## Brief
Look through the data below and say how many of its lines contain "RejectRequeue", adding nothing else.

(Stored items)
use thiserror::Error;

/// Boxed error returned by listeners.
pub type SendableError = Box<dyn std::error::Error + Send + Sync>;

#[derive(Debug, Error)]
pub enum QueueError {
    #[error("cannot reach backend: {0}")]
    Connection(String),
    #[error("queue setup failed for {queue}: {message}")]
    Declare { queue: String, message: String },
    #[error("queue not found: {0}")]
    NotFound(String),
    #[error("publish to {queue} failed: {message}")]
    Publish { queue: String, message: String },
    #[error("receive from {queue} failed: {message}")]
    Receive { queue: String, message: String },
    #[error("delivery stream for {0} closed")]
    StreamClosed(String),
    #[error("payload on {queue} is not valid base64: {source}")]
    Decode {
        queue: String,
        #[source]
        source: base64::DecodeError,
    },
    #[error("ack on {queue} failed: {message}")]
    Ack { queue: String, message: String },
    #[error("reject on {queue} failed: {message}")]
    Reject { queue: String, message: String },
    #[error("delete on {queue} failed: {message}")]
    Delete { queue: String, message: String },
    #[error("listener failed on {queue}: {source}")]
    Handler {
        queue: String,
        #[source]
        source: SendableError,
    },
    #[error("purge of {queue} failed: {message}")]
    Purge { queue: String, message: String },
    #[error("purge of {0} rate limited by backend")]
    RateLimited(String),
    #[error("internal queue error: {0}")]
    Internal(String),
}

/// Fieldless tag for matching on the category of a [`QueueError`].
#[derive(Debug, Clone, Copy, PartialEq, Eq, Hash)]
pub enum ErrorKind {
    Connection,
    Declare,
    NotFound,
    Publish,
    Receive,
    StreamClosed,
    Decode,
    Ack,
    Reject,
    Delete,
    Handler,
    Purge,
    RateLimited,
    Internal,
}

impl QueueError {
    pub fn kind(&self) -> ErrorKind {
        match self {
            QueueError::Connection(_) => ErrorKind::Connection,
            QueueError::Declare { .. } => ErrorKind::Declare,
            QueueError::NotFound(_) => ErrorKind::NotFound,
            QueueError::Publish { .. } => ErrorKind::Publish,
            QueueError::Receive { .. } => ErrorKind::Receive,
            QueueError::StreamClosed(_) => ErrorKind::StreamClosed,
            QueueError::Decode { .. } => ErrorKind::Decode,
            QueueError::Ack { .. } => ErrorKind::Ack,
            QueueError::Reject { .. } => ErrorKind::Reject,
            QueueError::Delete { .. } => ErrorKind::Delete,
            QueueError::Handler { .. } => ErrorKind::Handler,
            QueueError::Purge { .. } => ErrorKind::Purge,
            QueueError::RateLimited(_) => ErrorKind::RateLimited,
            QueueError::Internal(_) => ErrorKind::Internal,
        }
    }

    /// Whether the caller may reasonably retry the same operation later.
    /// Nothing in this crate retries on its own.
    pub fn is_retryable(&self) -> bool {
        matches!(self, QueueError::RateLimited(_) | QueueError::Connection(_))
    }

    /// The listener's own error, when this error came from a listener.
    pub fn handler_error(&self) -> Option<&(dyn std::error::Error + Send + Sync + 'static)> {
        match self {
            QueueError::Handler { source, .. } => Some(source.as_ref()),
            _ => None,
        }
    }
}
use crate::SendableError;
use async_trait::async_trait;
use std::fmt;
use std::sync::Arc;

/// Callback invoked once per delivered payload.
///
/// Returning an error stops the listen loop and the error is handed back to the
/// caller of `listen`. The listener is never invoked concurrently for one queue.
#[async_trait]
pub trait Listener: Send + Sync {
    async fn on_message(&self, payload: &[u8]) -> Result<(), SendableError>;
}

/// Adapts a plain closure into a [`Listener`].
pub struct FnListener<F>(F);

#[async_trait]
impl<F> Listener for FnListener<F>
where
    F: Fn(&[u8]) -> Result<(), SendableError> + Send + Sync,
{
    async fn on_message(&self, payload: &[u8]) -> Result<(), SendableError> {
        (self.0)(payload)
    }
}

pub fn listener_fn<F>(f: F) -> Arc<dyn Listener>
where
    F: Fn(&[u8]) -> Result<(), SendableError> + Send + Sync + 'static,
{
    Arc::new(FnListener(f))
}

#[derive(Debug, Clone, Copy, PartialEq, Eq, Hash)]
pub enum BackendKind {
    /// Push delivery with explicit ack/reject.
    Amqp,
    /// Pull delivery with delete-after-processing.
    Sqs,
}

impl BackendKind {
    pub fn supports_negative_ack(self) -> bool {
        matches!(self, BackendKind::Amqp)
    }

    pub fn as_str(self) -> &'static str {
        match self {
            BackendKind::Amqp => "amqp",
            BackendKind::Sqs => "sqs",
        }
    }
}

impl fmt::Display for BackendKind {
    fn fmt(&self, f: &mut fmt::Formatter<'_>) -> fmt::Result {
        f.write_str(self.as_str())
    }
}

/// A received payload together with the backend handle needed to settle it.
pub(crate) struct Delivery<R> {
    pub payload: Vec<u8>,
    pub receipt: R,
}

/// What happens to a delivery once the listener has run.
#[derive(Debug, Clone, Copy, PartialEq, Eq)]
pub(crate) enum DeliveryOutcome {
    Acknowledge,
    RejectRequeue,
    LeaveUndeleted,
}

impl DeliveryOutcome {
    pub fn decide(handled: bool, supports_negative_ack: bool) -> Self {
        match (handled, supports_negative_ack) {
            (true, _) => DeliveryOutcome::Acknowledge,
            (false, true) => DeliveryOutcome::RejectRequeue,
            (false, false) => DeliveryOutcome::LeaveUndeleted,
        }
    }
}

## Output for this exercise
2